Agritourism or agrotourism involves any agriculturally based operation or activity that brings visitors to a farm or ranch.

Types
A 2018 article published in the Journal of Agriculture, Food Systems, and Community Development classified agritourism activities as falling into one or more categories: direct-to-consumer sales (e.g., farm stands, u-pick), agricultural education (e.g., school visits to a farm), hospitality (overnight farm stays), recreation (e.g., hunting, horseback riding), and entertainment (e.g., hayrides, harvest dinners). Most agritourists spent time visiting farm stands, picking fruit, or feeding animals; others may navigate a corn maze or do a farm stay, assisting with chores or agricultural or ranch work.

Economic benefits 
Agricultural tourism has become a necessary means for many small farms’ survival. By diversifying business operations, farm operators are able to ensure a more stable income. This is because agritourism activities can occur during times of the year that crops may not be in season, and by providing a completely separate stream of income. Some studies have found that agritourism operations often benefit their surrounding communities by drawing tourists to the area. The economic boost by the increase in traffic can be beneficial to rural areas in need of diversified streams of income.

Agritourism in various countries

Italy
Since 1985 agritourism in Italy is formally regulated by a state law, amended in 2006.

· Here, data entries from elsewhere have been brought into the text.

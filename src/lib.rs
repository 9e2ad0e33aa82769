//! # Lazy pull-based sequences for Rust
//!
//! This crate provides a cursor-style sequence abstraction with lazy adapters,
//! terminal operations that drain sequences into concrete results, and
//! generators whose elements come from cancellable background tasks.
//!
//! ## Core Concepts
//!
//! - **Sequence**: A cursor advanced explicitly and then read
//! - **Adapter**: A sequence lazily derived from another (`map`, `filter`)
//! - **Terminal**: A function that drains a sequence (`collect`, `reduce`, `group_by`, ...)
//! - **Generator**: A sequence fed by a tokio task over a single-slot channel
//!
//! ## Example
//!
//! ```rust
//! use pullseq::prelude::*;
//!
//! let words = sequence_from_list(vec!["a", "bb", "cc", "d"]);
//! let long = words.filter(|w| w.len() > 1).map(|w| w.to_uppercase());
//!
//! assert_eq!(collect(long), vec!["BB", "CC"]);
//! ```

#[macro_use]
mod tracing_support;

pub mod adapters;
pub mod core;
pub mod generators;
pub mod random;
pub mod scalar;
pub mod sources;
pub mod terminals;

// Re-export commonly used items
pub mod prelude {
    pub use crate::adapters::{filter, map, Filter, Map};
    pub use crate::core::{Error, Result, Sequence, SequenceExt, SequenceIter};
    pub use crate::generators::{
        count, cycle, repeat, Cancel, ChannelSequence, Generated, Generator, GeneratorConfig,
    };
    pub use crate::random::RandomIndex;
    pub use crate::scalar::{is_zero, zero, Number, Summable};
    pub use crate::sources::{sequence_from_list, ListSequence};
    pub use crate::terminals::{
        choice, choice_with, collect, contain, group_by, index, max, min, reduce, shuffle,
        shuffle_with, slice, sum, to_map,
    };
}

// Re-export main error type
pub use crate::core::{Error, Result};

// Feature flags for optional dependencies
#[cfg(feature = "metrics")]
pub mod metrics;

// Version information
pub const VERSION: &str = env!("CARGO_PKG_VERSION");
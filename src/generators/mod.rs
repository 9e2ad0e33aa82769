//! Generators: sequences produced by a background task.
//!
//! Each generator spawns a tokio task that pushes values into a channel with
//! room for exactly one element, so the producer never runs more than one
//! value ahead of its consumer. Every send races against a cancellation
//! token; cancelling unblocks a waiting producer and makes its task exit.
//!
//! ```rust
//! use pullseq::prelude::*;
//!
//! let runtime = tokio::runtime::Runtime::new().unwrap();
//! let (sequence, cancel) = Generator::new()
//!     .handle(runtime.handle().clone())
//!     .count(10u32, 5)
//!     .unwrap();
//!
//! let first: Vec<u32> = sequence.iter().take(3).collect();
//! cancel.cancel();
//! assert_eq!(first, vec![10, 15, 20]);
//! ```

pub mod channel;

use std::future::Future;

use tokio::runtime::Handle;
use tokio::sync::mpsc;
use tokio_util::sync::CancellationToken;

use crate::core::{Error, Result, Sequence};
use crate::scalar::Number;
use crate::terminals::collect;

pub use channel::{Cancel, ChannelSequence};

/// Number of values a producer may have in flight
pub const CHANNEL_CAPACITY: usize = 1;

/// A running generator: its sequence and the capability to cancel it
pub type Generated<T> = (ChannelSequence<T>, Cancel);

/// Configuration shared by the generators a [`Generator`] starts
#[derive(Clone, Debug, Default)]
pub struct GeneratorConfig {
    /// Runtime to spawn producers on; the ambient runtime if `None`
    pub handle: Option<Handle>,
    /// Token whose cancellation also cancels every generator started
    pub parent_token: Option<CancellationToken>,
    /// Name used in logs and metrics; the generator kind if `None`
    pub label: Option<String>,
}

/// Builder for starting generators with a shared configuration.
///
/// The free functions [`count`], [`cycle`] and [`repeat`] use the default
/// configuration, which spawns on the ambient tokio runtime.
#[derive(Clone, Debug, Default)]
pub struct Generator {
    config: GeneratorConfig,
}

impl Generator {
    /// Create a generator builder with the default configuration
    pub fn new() -> Self {
        Self::default()
    }

    /// Create a generator builder from an existing configuration
    pub fn with_config(config: GeneratorConfig) -> Self {
        Self { config }
    }

    /// Spawn producers on `handle`.
    ///
    /// A current-thread runtime only runs producers while something drives
    /// it. A blocking [`Sequence::advance`] on another thread does not, so it
    /// waits until the runtime is driven or the generator is cancelled.
    pub fn handle(mut self, handle: Handle) -> Self {
        self.config.handle = Some(handle);
        self
    }

    /// Derive each generator's token from `token`
    pub fn parent_token(mut self, token: CancellationToken) -> Self {
        self.config.parent_token = Some(token);
        self
    }

    /// Set the label used in logs and metrics
    pub fn label<S: Into<String>>(mut self, label: S) -> Self {
        self.config.label = Some(label.into());
        self
    }

    /// The current configuration
    pub fn config(&self) -> &GeneratorConfig {
        &self.config
    }

    /// `start`, `start + step`, `start + 2·step`, … without end.
    ///
    /// For integer types the sequence ends instead of overflowing.
    pub fn count<T: Number>(&self, start: T, step: T) -> Result<Generated<T>> {
        self.spawn("count", move |publisher| async move {
            let mut next = Some(start);
            while let Some(value) = next {
                if let Err(stop) = publisher.publish(value).await {
                    return stop;
                }
                next = value.checked_step(step);
            }
            Exit::Overflow
        })
    }

    /// The elements of `sequence`, over and over.
    ///
    /// `sequence` is drained on the calling thread before the producer
    /// starts. An empty `sequence` yields an empty generator.
    pub fn cycle<S>(&self, sequence: S) -> Result<Generated<S::Item>>
    where
        S: Sequence,
        S::Item: Clone + Send + Sync + 'static,
    {
        let handle = self.runtime("cycle")?;
        let items = collect(sequence);
        self.spawn_on(handle, "cycle", move |publisher| async move {
            if items.is_empty() {
                return Exit::Completed;
            }
            loop {
                for item in &items {
                    if let Err(stop) = publisher.publish(item.clone()).await {
                        return stop;
                    }
                }
            }
        })
    }

    /// `value`, `times` times; forever when `times` is `-1`.
    ///
    /// Any other negative `times` yields nothing.
    pub fn repeat<T>(&self, value: T, times: i64) -> Result<Generated<T>>
    where
        T: Clone + Send + Sync + 'static,
    {
        let limit = match times {
            -1 => None,
            n => Some(u64::try_from(n).unwrap_or(0)),
        };

        self.spawn("repeat", move |publisher| async move {
            match limit {
                None => loop {
                    if let Err(stop) = publisher.publish(value.clone()).await {
                        return stop;
                    }
                },
                Some(limit) => {
                    for _ in 0..limit {
                        if let Err(stop) = publisher.publish(value.clone()).await {
                            return stop;
                        }
                    }
                    Exit::Completed
                }
            }
        })
    }

    fn runtime(&self, kind: &'static str) -> Result<Handle> {
        match &self.config.handle {
            Some(handle) => Ok(handle.clone()),
            None => Handle::try_current().map_err(|_| Error::NoRuntime { generator: kind }),
        }
    }

    fn spawn<T, F, Fut>(&self, kind: &'static str, produce: F) -> Result<Generated<T>>
    where
        T: Send + 'static,
        F: FnOnce(Publisher<T>) -> Fut,
        Fut: Future<Output = Exit> + Send + 'static,
    {
        let handle = self.runtime(kind)?;
        self.spawn_on(handle, kind, produce)
    }

    fn spawn_on<T, F, Fut>(
        &self,
        handle: Handle,
        kind: &'static str,
        produce: F,
    ) -> Result<Generated<T>>
    where
        T: Send + 'static,
        F: FnOnce(Publisher<T>) -> Fut,
        Fut: Future<Output = Exit> + Send + 'static,
    {
        let token = match &self.config.parent_token {
            Some(parent) => parent.child_token(),
            None => CancellationToken::new(),
        };
        let label = self.config.label.clone().unwrap_or_else(|| kind.to_string());

        let (sender, receiver) = mpsc::channel(CHANNEL_CAPACITY);
        let producer = produce(Publisher {
            sender,
            token: token.clone(),
            label: label.clone(),
        });

        #[cfg_attr(not(any(feature = "tracing", feature = "metrics")), allow(unused_variables))]
        let task_label = label.clone();
        let task = handle.spawn(async move {
            log_debug!(generator = %task_label, "producer started");
            #[cfg(feature = "metrics")]
            crate::metrics::record_started(&task_label);

            #[cfg_attr(not(any(feature = "tracing", feature = "metrics")), allow(unused_variables))]
            let exit = producer.await;

            log_debug!(generator = %task_label, reason = exit.as_str(), "producer stopped");
            #[cfg(feature = "metrics")]
            crate::metrics::record_stopped(&task_label, exit.as_str());
        });

        Ok((
            ChannelSequence::new(receiver, token.clone()),
            Cancel::new(token, task, label),
        ))
    }
}

/// Why a producer task stopped
#[derive(Debug, Clone, Copy, PartialEq, Eq)]
enum Exit {
    /// Every value was delivered
    Completed,
    /// The cancellation token fired
    Cancelled,
    /// The consumer dropped its sequence
    Closed,
    /// The next counter value does not fit the type
    Overflow,
}

impl Exit {
    #[cfg_attr(not(any(feature = "tracing", feature = "metrics")), allow(dead_code))]
    fn as_str(self) -> &'static str {
        match self {
            Exit::Completed => "completed",
            Exit::Cancelled => "cancelled",
            Exit::Closed => "closed",
            Exit::Overflow => "overflow",
        }
    }
}

/// The producer side of a generator channel
struct Publisher<T> {
    sender: mpsc::Sender<T>,
    token: CancellationToken,
    #[cfg_attr(not(any(feature = "tracing", feature = "metrics")), allow(dead_code))]
    label: String,
}

impl<T> Publisher<T> {
    /// Send one value, waiting for the slot to free up or for cancellation.
    async fn publish(&self, value: T) -> std::result::Result<(), Exit> {
        let sent = tokio::select! {
            biased;
            _ = self.token.cancelled() => return Err(Exit::Cancelled),
            sent = self.sender.send(value) => sent,
        };

        match sent {
            Ok(()) => {
                log_trace!(generator = %self.label, "value sent");
                #[cfg(feature = "metrics")]
                crate::metrics::record_sent(&self.label);
                Ok(())
            }
            Err(_) => Err(Exit::Closed),
        }
    }
}

/// Start [`Generator::count`] with the default configuration
pub fn count<T: Number>(start: T, step: T) -> Result<Generated<T>> {
    Generator::new().count(start, step)
}

/// Start [`Generator::cycle`] with the default configuration
pub fn cycle<S>(sequence: S) -> Result<Generated<S::Item>>
where
    S: Sequence,
    S::Item: Clone + Send + Sync + 'static,
{
    Generator::new().cycle(sequence)
}

/// Start [`Generator::repeat`] with the default configuration
pub fn repeat<T>(value: T, times: i64) -> Result<Generated<T>>
where
    T: Clone + Send + Sync + 'static,
{
    Generator::new().repeat(value, times)
}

Starting in 2013 Italy has used a sector trademark, “Agriturismo Italia”, accompanied by a new system of classification of farms with accommodation.The trademark, which distinguishes farms regularly operating in accordance with existing laws and regulations, shows a sunflower enclosing a farm.
The classification (from 1 to 5 marks) represents the level of comfort, the variety of services and the quality of the natural environment that each farm is able to offer.
This system was implemented by the Ministry of Agriculture, in cooperation with all regional and national agritourism associations.
The national system thus offers an overall guarantee which still takes account of specific regional characteristics.

United States
Through the Small Farm Center at the University of California, "Agricultural tourism or agritourism, is one alternative for improving the incomes and potential economic viability of small farms and rural communities. Some forms of agritourism enterprises are well developed in California, including fairs and festivals. Other possibilities still offer potential for development". The UC Small Farm Center has developed a California Agritourism Database that "provides visitors and potential entrepreneurs with information about existing agritourism locations throughout the state".

United Kingdom
According to a 2011 article in the journal Tourism Planning and Development, agritourism has become economically important to the agriculture sector in North West England, as farmers seek to diversify their income streams.

Armenia 
The development of agritourism was of high importance in the process of revitalization of rural life in Armenia. Apart from participation in agricultural activities and farming, some more notable activities specific to Armenia are winemaking and carpet weaving.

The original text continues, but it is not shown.